● **Collected data entries**
----

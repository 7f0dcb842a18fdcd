// src/exec/target_runner.rs

//! Runs the recipes of a single target.

use std::path::Path;

use tracing::{debug, error, info, warn};

use crate::errors::RecipeFailure;
use crate::exec::backend::{CommandRunner, RecipeInvocation};
use crate::exec::output::RuleOutput;
use crate::fs::FileSystem;
use crate::rules::Target;

/// Everything needed to build one target, detached from the rule set so it
/// can move into a spawned task.
#[derive(Debug, Clone)]
pub struct TargetJob {
    pub target: Target,
    /// Recipe lines with automatic variables already expanded.
    pub recipes: Vec<String>,
    pub output: RuleOutput,
}

/// Run `job`'s recipes in order, stopping at the first failure.
///
/// On failure, whatever now exists at the target path is removed so a
/// half-written artifact is not mistaken for an up-to-date one next time.
/// A failed removal is logged and does not replace the recipe failure.
pub async fn run_target(
    job: TargetJob,
    runner: &dyn CommandRunner,
    fs: &dyn FileSystem,
    verbose: bool,
) -> Result<(), RecipeFailure> {
    let TargetJob {
        target,
        recipes,
        output,
    } = job;

    for command in recipes {
        if verbose {
            info!("[{}] {}", target, command);
        } else {
            debug!(target = %target, cmd = %command, "running recipe");
        }

        let invocation = RecipeInvocation {
            target: target.clone(),
            command,
            output: output.clone(),
        };

        let result = runner.run_command(&invocation).await;
        if let Err(source) = result {
            remove_partial_artifact(fs, &target);
            error!(
                target = %target,
                cmd = %invocation.command,
                error = %source,
                "recipe failed"
            );
            return Err(RecipeFailure {
                target,
                command: invocation.command,
                source,
            });
        }
    }

    debug!(target = %target, "target built");
    Ok(())
}

fn remove_partial_artifact(fs: &dyn FileSystem, target: &str) {
    let path = Path::new(target);
    match fs.exists(path) {
        Ok(true) => match fs.remove_file(path) {
            Ok(()) => info!(target = %target, "removed partial artifact after failure"),
            Err(e) => warn!(
                target = %target,
                error = %e,
                "failed removing target after error"
            ),
        },
        Ok(false) => {}
        Err(e) => warn!(
            target = %target,
            error = %e,
            "could not check for partial artifact after error"
        ),
    }
}
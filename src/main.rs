//! Egg Drop entry point
//!
//! Headless demo driver: a synthetic tilt sampler stands in for the
//! accelerometer, events print to stdout, and catches ring the terminal
//! bell. Run with `RUST_LOG=debug` for tick-level detail.

use std::io::{self, Write};
use std::thread;
use std::time::{Instant, SystemTime, UNIX_EPOCH};

use egg_drop::audio::{AudioReactor, SoundCue, SoundPlayer};
use egg_drop::consts::SAMPLE_INTERVAL;
use egg_drop::sim::{GameEvent, TiltFilter};
use egg_drop::{ChannelSink, Engine, PlayfieldConfig};

/// Number of demo sessions before exiting
const DEMO_SESSIONS: u32 = 3;

/// Terminal-bell sound backend
struct ConsoleBeep;

impl SoundPlayer for ConsoleBeep {
    fn play(&mut self, cue: SoundCue, _volume: f32) -> io::Result<()> {
        let mut out = io::stdout();
        match cue {
            SoundCue::Catch | SoundCue::Miss => out.write_all(b"\x07")?,
            SoundCue::GoldenCatch => out.write_all(b"\x07\x07")?,
        }
        out.flush()
    }
}

fn main() {
    env_logger::init();

    let config = PlayfieldConfig::load("playfield.json");
    let seed = std::env::args()
        .nth(1)
        .and_then(|arg| arg.parse().ok())
        .unwrap_or_else(|| {
            SystemTime::now()
                .duration_since(UNIX_EPOCH)
                .map(|d| d.as_nanos() as u64)
                .unwrap_or(0)
        });
    log::info!("Egg Drop starting with seed {seed}");

    let (sink, events) = ChannelSink::new();
    let engine = Engine::spawn(config, seed, sink);
    let mut reactor = AudioReactor::new(Box::new(ConsoleBeep));
    let mut filter = TiltFilter::default();

    println!("Tilt demo: basket sweeps the playfield, catches ring the bell");

    let start = Instant::now();
    let mut sessions = 0;
    loop {
        thread::sleep(SAMPLE_INTERVAL);

        // Synthetic sensor: a lazy side-to-side sweep
        let t = start.elapsed().as_secs_f32();
        let raw = (t * 0.8).sin() * 0.6;
        engine.tilt(filter.apply(raw));

        for event in events.try_iter() {
            reactor.react(event);
            match event {
                GameEvent::Catch { golden: true } => println!("Golden catch!"),
                GameEvent::Catch { golden: false } => {}
                GameEvent::ScoreChanged(score) => println!("Score: {score}"),
                GameEvent::Miss => println!("Splat."),
                GameEvent::GameOver { final_score } => {
                    println!("Game over - final score {final_score}");
                    sessions += 1;
                    if sessions >= DEMO_SESSIONS {
                        // Dropping the engine joins the worker
                        return;
                    }
                    engine.restart();
                }
                GameEvent::SessionReset => println!("New session"),
            }
        }
    }
}
//! Fixed-tick simulation update
//!
//! Two entry points mutate session state:
//! - `tick`: advances the fall and resolves miss/catch, driven by a fixed
//!   wall-clock timer (~30 ms nominal)
//! - `basket_input`: integrates a tilt sample into basket position, driven
//!   by the sensor stream (~20 ms nominal, irregular intervals tolerated)
//!
//! Both are cheap and never block; event delivery is the runtime's job.

use super::catch::egg_caught;
use super::input::sanitize_tilt;
use super::state::{GameEvent, GamePhase, GameState};
use crate::consts::*;

/// Advance the simulation by one tick
///
/// No-op in GameOver. Within a tick the fall advances first; boundary exit
/// is detected as part of the advance itself, so a tick that crosses the
/// floor resolves to Miss before the catch test ever runs. The catch test
/// only sees post-advance, in-bounds positions.
pub fn tick(state: &mut GameState) {
    if state.phase == GamePhase::GameOver {
        return;
    }
    state.time_ticks += 1;

    let new_y = state.egg.pos.y - state.fall_speed;
    if new_y < 0.0 {
        // Egg reached the floor uncaught. The crossing position is never
        // stored; the session freezes on the last in-bounds state.
        state.phase = GamePhase::GameOver;
        state.push_event(GameEvent::Miss);
        state.push_event(GameEvent::GameOver {
            final_score: state.score,
        });
        log::info!(
            "Game over at tick {} with score {}",
            state.time_ticks,
            state.score
        );
        return;
    }
    state.egg.pos.y = new_y;

    if egg_caught(state.egg.pos, state.basket.x, &state.config) {
        let golden = state.egg.golden;
        state.score += if golden { GOLDEN_EGG_SCORE } else { EGG_SCORE };
        state.fall_speed += FALL_SPEED_INCREMENT;
        state.push_event(GameEvent::Catch { golden });
        state.push_event(GameEvent::ScoreChanged(state.score));
        state.spawn_egg();
        log::debug!(
            "Catch (golden: {golden}) -> score {}, fall speed {:.1}",
            state.score,
            state.fall_speed
        );
    }
}

/// Integrate one tilt sample into the basket position
///
/// Relative control: each sample displaces the basket by `tilt * TILT_GAIN`,
/// clamped to the playfield. Non-finite samples are dropped. Deliberately
/// not gated on phase - the basket stays controllable after game over.
pub fn basket_input(state: &mut GameState, tilt: f32) {
    let Some(tilt) = sanitize_tilt(tilt) else {
        return;
    };
    state.basket.x = (state.basket.x - tilt * TILT_GAIN).clamp(0.0, state.config.max_basket_x());
}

----

● **TASK DETAILS**
Restate the data word for word, leaving nothing out.

● **WRITTEN SOLUTION**
repository 7f0dcb842a18fdcd
// src/exec/target_runner.rs

//! Runs the recipes of a single target.

use std::path::Path;

use tracing::{debug, error, info, warn};

use crate::errors::RecipeFailure;
use crate::exec::backend::{CommandRunner, RecipeInvocation};
use crate::exec::output::RuleOutput;
use crate::fs::FileSystem;
use crate::rules::Target;

/// Everything needed to build one target, detached from the rule set so it
/// can move into a spawned task.
#[derive(Debug, Clone)]
pub struct TargetJob {
    pub target: Target,
    /// Recipe lines with automatic variables already expanded.
    pub recipes: Vec<String>,
    pub output: RuleOutput,
}

/// Run `job`'s recipes in order, stopping at the first failure.
///
/// On failure, whatever now exists at the target path is removed so a
/// half-written artifact is not mistaken for an up-to-date one next time.
/// A failed removal is logged and does not replace the recipe failure.
pub async fn run_target(
    job: TargetJob,
    runner: &dyn CommandRunner,
    fs: &dyn FileSystem,
    verbose: bool,
) -> Result<(), RecipeFailure> {
    let TargetJob {
        target,
        recipes,
        output,
    } = job;

    for command in recipes {
        if verbose {
            info!("[{}] {}", target, command);
        } else {
            debug!(target = %target, cmd = %command, "running recipe");
        }

        let invocation = RecipeInvocation {
            target: target.clone(),
            command,
            output: output.clone(),
        };

        let result = runner.run_command(&invocation).await;
        if let Err(source) = result {
            remove_partial_artifact(fs, &target);
            error!(
                target = %target,
                cmd = %invocation.command,
                error = %source,
                "recipe failed"
            );
            return Err(RecipeFailure {
                target,
                command: invocation.command,
                source,
            });
        }
    }

    debug!(target = %target, "target built");
    Ok(())
}

fn remove_partial_artifact(fs: &dyn FileSystem, target: &str) {
    let path = Path::new(target);
    match fs.exists(path) {
        Ok(true) => match fs.remove_file(path) {
            Ok(()) => info!(target = %target, "removed partial artifact after failure"),
            Err(e) => warn!(
                target = %target,
                error = %e,
                "failed removing target after error"
            ),
        },
        Ok(false) => {}
        Err(e) => warn!(
            target = %target,
            error = %e,
            "could not check for partial artifact after error"
        ),
    }
}
filename src/main.rs
//! Egg Drop entry point
//!
//! Headless demo driver: a synthetic tilt sampler stands in for the
//! accelerometer, events print to stdout, and catches ring the terminal
//! bell. Run with `RUST_LOG=debug` for tick-level detail.

use std::io::{self, Write};
use std::thread;
use std::time::{Instant, SystemTime, UNIX_EPOCH};

use egg_drop::audio::{AudioReactor, SoundCue, SoundPlayer};
use egg_drop::consts::SAMPLE_INTERVAL;
use egg_drop::sim::{GameEvent, TiltFilter};
use egg_drop::{ChannelSink, Engine, PlayfieldConfig};

/// Number of demo sessions before exiting
const DEMO_SESSIONS: u32 = 3;

/// Terminal-bell sound backend
struct ConsoleBeep;

impl SoundPlayer for ConsoleBeep {
    fn play(&mut self, cue: SoundCue, _volume: f32) -> io::Result<()> {
        let mut out = io::stdout();
        match cue {
            SoundCue::Catch | SoundCue::Miss => out.write_all(b"\x07")?,
            SoundCue::GoldenCatch => out.write_all(b"\x07\x07")?,
        }
        out.flush()
    }
}

fn main() {
    env_logger::init();

    let config = PlayfieldConfig::load("playfield.json");
    let seed = std::env::args()
        .nth(1)
        .and_then(|arg| arg.parse().ok())
        .unwrap_or_else(|| {
            SystemTime::now()
                .duration_since(UNIX_EPOCH)
                .map(|d| d.as_nanos() as u64)
                .unwrap_or(0)
        });
    log::info!("Egg Drop starting with seed {seed}");

    let (sink, events) = ChannelSink::new();
    let engine = Engine::spawn(config, seed, sink);
    let mut reactor = AudioReactor::new(Box::new(ConsoleBeep));
    let mut filter = TiltFilter::default();

    println!("Tilt demo: basket sweeps the playfield, catches ring the bell");

    let start = Instant::now();
    let mut sessions = 0;
    loop {
        thread::sleep(SAMPLE_INTERVAL);

        // Synthetic sensor: a lazy side-to-side sweep
        let t = start.elapsed().as_secs_f32();
        let raw = (t * 0.8).sin() * 0.6;
        engine.tilt(filter.apply(raw));

        for event in events.try_iter() {
            reactor.react(event);
            match event {
                GameEvent::Catch { golden: true } => println!("Golden catch!"),
                GameEvent::Catch { golden: false } => {}
                GameEvent::ScoreChanged(score) => println!("Score: {score}"),
                GameEvent::Miss => println!("Splat."),
                GameEvent::GameOver { final_score } => {
                    println!("Game over - final score {final_score}");
                    sessions += 1;
                    if sessions >= DEMO_SESSIONS {
                        // Dropping the engine joins the worker
                        return;
                    }
                    engine.restart();
                }
                GameEvent::SessionReset => println!("New session"),
            }
        }
    }
}
//! Fixed-tick simulation update
//!
//! Two entry points mutate session state:
//! - `tick`: advances the fall and resolves miss/catch, driven by a fixed
//!   wall-clock timer (~30 ms nominal)
//! - `basket_input`: integrates a tilt sample into basket position, driven
//!   by the sensor stream (~20 ms nominal, irregular intervals tolerated)
//!
//! Both are cheap and never block; event delivery is the runtime's job.

use super::catch::egg_caught;
use super::input::sanitize_tilt;
use super::state::{GameEvent, GamePhase, GameState};
use crate::consts::*;

/// Advance the simulation by one tick
///
/// No-op in GameOver. Within a tick the fall advances first; boundary exit
/// is detected as part of the advance itself, so a tick that crosses the
/// floor resolves to Miss before the catch test ever runs. The catch test
/// only sees post-advance, in-bounds positions.
pub fn tick(state: &mut GameState) {
    if state.phase == GamePhase::GameOver {
        return;
    }
    state.time_ticks += 1;

    let new_y = state.egg.pos.y - state.fall_speed;
    if new_y < 0.0 {
        // Egg reached the floor uncaught. The crossing position is never
        // stored; the session freezes on the last in-bounds state.
        state.phase = GamePhase::GameOver;
        state.push_event(GameEvent::Miss);
        state.push_event(GameEvent::GameOver {
            final_score: state.score,
        });
        log::info!(
            "Game over at tick {} with score {}",
            state.time_ticks,
            state.score
        );
        return;
    }
    state.egg.pos.y = new_y;

    if egg_caught(state.egg.pos, state.basket.x, &state.config) {
        let golden = state.egg.golden;
        state.score += if golden { GOLDEN_EGG_SCORE } else { EGG_SCORE };
        state.fall_speed += FALL_SPEED_INCREMENT;
        state.push_event(GameEvent::Catch { golden });
        state.push_event(GameEvent::ScoreChanged(state.score));
        state.spawn_egg();
        log::debug!(
            "Catch (golden: {golden}) -> score {}, fall speed {:.1}",
            state.score,
            state.fall_speed
        );
    }
}

/// Integrate one tilt sample into the basket position
///
/// Relative control: each sample displaces the basket by `tilt * TILT_GAIN`,
/// clamped to the playfield. Non-finite samples are dropped. Deliberately
/// not gated on phase - the basket stays controllable after game over.
pub fn basket_input(state: &mut GameState, tilt: f32) {
    let Some(tilt) = sanitize_tilt(tilt) else {
        return;
    };
    state.basket.x = (state.basket.x - tilt * TILT_GAIN).clamp(0.0, state.config.max_basket_x());
}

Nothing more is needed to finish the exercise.